> WHAT TO PRODUCE: The records appear below. Report how many of their lines contain the word "TriggerFraction", giving the number alone.

++++ PROVIDED RECORDS ++++

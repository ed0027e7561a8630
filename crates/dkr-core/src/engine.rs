//! DKR engine — intent detection, query expansion and answer correction
//!
//! The engine holds no rule state. Every operation takes the `RuleSet`
//! it should run against, so one `Engine` can serve any number of rule
//! sets from any number of threads.
//!
//! # Pipeline
//!
//! `process(question, answer)` runs, in order:
//!
//! 1. Detect the question's intent
//! 2. Expand the question with the intent's search terms
//! 3. Normalize the answer's terminology
//! 4. Evaluate validation rules against question and normalized answer
//! 5. Apply the first matching rule: replace the answer with its
//!    correction, or keep the normalized answer as is
//!
//! None of these steps fail or perform I/O; the elapsed wall-clock time
//! of the whole call is recorded in the result.

use std::time::{Duration, Instant};

use serde::{Serialize, Serializer};
use tracing::{debug, info};

use crate::config::EngineConfig;
use crate::matcher::Matcher;
use crate::normalizer::{self, AppliedNormalization};
use crate::parser::ast::{Intent, RuleAction, RuleSet, ValidationRule};

// ── Confidence ────────────────────────────────────────────

/// Turns trigger match counts into a confidence in `[0, 1]`
pub trait ConfidenceStrategy: Send + Sync {
    fn score(&self, matched: usize, total: usize) -> f64;

    fn name(&self) -> &str {
        "custom"
    }
}

/// Fraction of an intent's triggers found in the question
#[derive(Debug, Clone, Copy, Default)]
pub struct TriggerFraction;

impl ConfidenceStrategy for TriggerFraction {
    fn score(&self, matched: usize, total: usize) -> f64 {
        if total == 0 {
            return 0.0;
        }
        matched as f64 / total as f64
    }

    fn name(&self) -> &str {
        "trigger-fraction"
    }
}

// ── Result Types ──────────────────────────────────────────

/// The intent chosen for a question
#[derive(Debug, Clone, PartialEq, Serialize)]
pub struct DetectedIntent {
    pub name: String,
    pub confidence: f64,
}

/// How well one intent matched a question
#[derive(Debug, Clone, PartialEq, Serialize)]
pub struct IntentScore {
    pub name: String,
    pub matched_triggers: Vec<String>,
    pub total_triggers: usize,
    pub confidence: f64,
}

/// Per-intent breakdown of intent detection, used by `dkr explain`
#[derive(Debug, Clone, PartialEq, Serialize)]
pub struct IntentExplanation {
    pub question: String,
    /// One entry per intent, in declaration order
    pub scores: Vec<IntentScore>,
    pub detected: Option<DetectedIntent>,
    pub expansion_terms: Vec<String>,
    pub expanded_query: String,
}

/// Outcome of one `process` call, with its full diagnostic trace
#[derive(Debug, Clone, PartialEq, Serialize)]
pub struct ProcessResult {
    pub final_answer: String,
    pub was_corrected: bool,
    /// Priority of the rule whose correction was applied
    pub matched_rule: Option<usize>,
    /// Priority of the `manter resposta` rule that ended evaluation
    pub kept_by_rule: Option<usize>,
    pub applied_normalizations: Vec<AppliedNormalization>,
    pub detected_intent: Option<DetectedIntent>,
    pub expanded_query: Option<String>,
    #[serde(rename = "elapsed_us", serialize_with = "serialize_micros")]
    pub elapsed: Duration,
    pub domain: String,
    pub normalized_answer: String,
    /// Rules inspected before the first match (or all of them)
    pub rules_evaluated: usize,
}

fn serialize_micros<S: Serializer>(elapsed: &Duration, serializer: S) -> Result<S::Ok, S::Error> {
    serializer.serialize_u64(elapsed.as_micros().min(u64::MAX as u128) as u64)
}

impl std::fmt::Display for ProcessResult {
    fn fmt(&self, f: &mut std::fmt::Formatter) -> std::fmt::Result {
        writeln!(f, "domain:          {}", self.domain)?;
        match &self.detected_intent {
            Some(intent) => writeln!(
                f,
                "intent:          {} ({:.0}%)",
                intent.name,
                intent.confidence * 100.0
            )?,
            None => writeln!(f, "intent:          -")?,
        }
        if let Some(query) = &self.expanded_query {
            writeln!(f, "expanded query:  {}", query)?;
        }
        if self.applied_normalizations.is_empty() {
            writeln!(f, "normalizations:  -")?;
        } else {
            let applied: Vec<String> = self
                .applied_normalizations
                .iter()
                .map(|n| format!("'{}' -> '{}'", n.pattern, n.replacement))
                .collect();
            writeln!(f, "normalizations:  {}", applied.join(", "))?;
        }
        match (self.matched_rule, self.kept_by_rule) {
            (Some(priority), _) => writeln!(
                f,
                "rule:            #{} (evaluated {})",
                priority, self.rules_evaluated
            )?,
            (None, Some(priority)) => writeln!(
                f,
                "rule:            #{} keeps answer (evaluated {})",
                priority, self.rules_evaluated
            )?,
            (None, None) => writeln!(f, "rule:            - (evaluated {})", self.rules_evaluated)?,
        }
        writeln!(f, "corrected:       {}", if self.was_corrected { "yes" } else { "no" })?;
        writeln!(f, "elapsed:         {:?}", self.elapsed)?;
        write!(f, "final answer:\n{}", self.final_answer)
    }
}

// ── Engine ────────────────────────────────────────────────

/// Stateless rule interpreter
pub struct Engine {
    strategy: Box<dyn ConfidenceStrategy>,
    /// Detected intents scoring below this are discarded
    min_confidence: f64,
}

impl std::fmt::Debug for Engine {
    fn fmt(&self, f: &mut std::fmt::Formatter) -> std::fmt::Result {
        f.debug_struct("Engine")
            .field("strategy", &self.strategy.name())
            .field("min_confidence", &self.min_confidence)
            .finish()
    }
}

impl Default for Engine {
    fn default() -> Self {
        Self::new()
    }
}

impl Engine {
    pub fn new() -> Self {
        Engine {
            strategy: Box::new(TriggerFraction),
            min_confidence: 0.0,
        }
    }

    pub fn with_strategy(strategy: Box<dyn ConfidenceStrategy>) -> Self {
        Engine {
            strategy,
            min_confidence: 0.0,
        }
    }

    pub fn from_config(config: &EngineConfig) -> Self {
        Self::new().with_min_confidence(config.min_confidence)
    }

    pub fn with_min_confidence(mut self, min_confidence: f64) -> Self {
        self.min_confidence = min_confidence;
        self
    }

    pub fn strategy_name(&self) -> &str {
        self.strategy.name()
    }

    /// Pick the intent whose triggers best match the question
    ///
    /// Candidates need at least one matched trigger. Highest confidence
    /// wins; ties go to more matched triggers, then to declaration order.
    pub fn detect_intent(&self, rules: &RuleSet, question: &str) -> Option<DetectedIntent> {
        let scores = self.score_intents(rules, question);
        self.choose(&scores)
    }

    /// Question followed by the detected intent's expansion terms
    pub fn expand_query(&self, rules: &RuleSet, question: &str) -> String {
        let detected = self.detect_intent(rules, question);
        expansion_for(rules, question, detected.as_ref()).unwrap_or_else(|| question.to_string())
    }

    /// Apply the rule set's normalizations to an answer, once each, in order
    pub fn normalize(&self, rules: &RuleSet, answer: &str) -> (String, Vec<AppliedNormalization>) {
        normalizer::normalize(rules, answer)
    }

    /// First rule, by priority, satisfied by question and normalized answer
    pub fn evaluate_rules<'r>(
        &self,
        rules: &'r RuleSet,
        question: &str,
        normalized_answer: &str,
    ) -> Option<&'r ValidationRule> {
        let matcher = Matcher::new(rules);
        rules
            .rules()
            .iter()
            .find(|rule| rule_matches(&matcher, rule, question, normalized_answer))
    }

    /// Run the full pipeline on one question/answer pair
    pub fn process(&self, rules: &RuleSet, question: &str, answer: &str) -> ProcessResult {
        let start = Instant::now();
        let matcher = Matcher::new(rules);

        // 1. Detect intent
        let detected_intent = self.detect_intent(rules, question);

        // 2. Expand query
        let expanded_query = expansion_for(rules, question, detected_intent.as_ref());

        // 3. Normalize answer
        let (normalized_answer, applied_normalizations) = normalizer::normalize(rules, answer);

        // 4. Evaluate rules, short-circuiting on the first match
        let mut rules_evaluated = 0;
        let mut matched: Option<&ValidationRule> = None;
        for rule in rules.rules() {
            rules_evaluated += 1;
            if rule_matches(&matcher, rule, question, &normalized_answer) {
                matched = Some(rule);
                break;
            }
        }

        // 5. Apply the matched rule's action
        let mut matched_rule = None;
        let mut kept_by_rule = None;
        let final_answer = match matched.map(|rule| (rule, &rule.action)) {
            Some((rule, RuleAction::Correct(text))) => {
                info!(
                    domain = rules.domain_name(),
                    rule = rule.priority,
                    line = rule.line,
                    "answer corrected"
                );
                matched_rule = Some(rule.priority);
                text.clone()
            }
            Some((rule, RuleAction::Keep)) => {
                debug!(rule = rule.priority, line = rule.line, "answer kept by rule");
                kept_by_rule = Some(rule.priority);
                normalized_answer.clone()
            }
            None => normalized_answer.clone(),
        };

        let elapsed = start.elapsed();
        debug!(
            intent = detected_intent.as_ref().map(|i| i.name.as_str()),
            normalized = applied_normalizations.len(),
            corrected = matched_rule.is_some(),
            elapsed_us = elapsed.as_micros() as u64,
            "processed answer"
        );

        ProcessResult {
            final_answer,
            was_corrected: matched_rule.is_some(),
            matched_rule,
            kept_by_rule,
            applied_normalizations,
            detected_intent,
            expanded_query,
            elapsed,
            domain: rules.domain_name().to_string(),
            normalized_answer,
            rules_evaluated,
        }
    }

    /// Intent detection with every intent's score laid out
    pub fn explain(&self, rules: &RuleSet, question: &str) -> IntentExplanation {
        let scores = self.score_intents(rules, question);
        let detected = self.choose(&scores);
        let expansion_terms = detected
            .as_ref()
            .and_then(|d| rules.expansion(&d.name))
            .map(<[String]>::to_vec)
            .unwrap_or_default();
        let expanded_query = expansion_for(rules, question, detected.as_ref())
            .unwrap_or_else(|| question.to_string());

        IntentExplanation {
            question: question.to_string(),
            scores,
            detected,
            expansion_terms,
            expanded_query,
        }
    }

    fn score_intents(&self, rules: &RuleSet, question: &str) -> Vec<IntentScore> {
        let matcher = Matcher::new(rules);
        rules
            .intents()
            .iter()
            .map(|intent| self.score_intent(&matcher, intent, question))
            .collect()
    }

    fn score_intent(&self, matcher: &Matcher, intent: &Intent, question: &str) -> IntentScore {
        let matched_triggers: Vec<String> = intent
            .triggers
            .iter()
            .filter(|t| matcher.contains(question, t))
            .cloned()
            .collect();
        let total = intent.triggers.len();
        let raw = self.strategy.score(matched_triggers.len(), total);
        let confidence = if raw.is_nan() { 0.0 } else { raw.clamp(0.0, 1.0) };

        IntentScore {
            name: intent.name.clone(),
            matched_triggers,
            total_triggers: total,
            confidence,
        }
    }

    fn choose(&self, scores: &[IntentScore]) -> Option<DetectedIntent> {
        let mut best: Option<&IntentScore> = None;

        for score in scores {
            if score.matched_triggers.is_empty() || score.confidence < self.min_confidence {
                continue;
            }
            let better = match best {
                None => true,
                Some(current) => {
                    score.confidence > current.confidence
                        || (score.confidence == current.confidence
                            && score.matched_triggers.len() > current.matched_triggers.len())
                }
            };
            if better {
                best = Some(score);
            }
        }

        best.map(|s| DetectedIntent {
            name: s.name.clone(),
            confidence: s.confidence,
        })
    }
}

// ── Helpers ───────────────────────────────────────────────

/// Expanded question, if the detected intent has expansion terms
fn expansion_for(rules: &RuleSet, question: &str, detected: Option<&DetectedIntent>) -> Option<String> {
    let terms = rules.expansion(&detected?.name)?;
    if terms.is_empty() {
        return None;
    }
    Some(format!("{} {}", question, terms.join(" ")))
}

fn rule_matches(matcher: &Matcher, rule: &ValidationRule, question: &str, answer: &str) -> bool {
    matcher.contains_any(question, &rule.question_conditions)
        && matcher.contains_all(answer, &rule.answer_must_contain)
        && matcher.contains_none(answer, &rule.answer_must_not_contain)
}

// ── Tests ─────────────────────────────────────────────────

++++

> ANSWER TO THIS EXERCISE: 3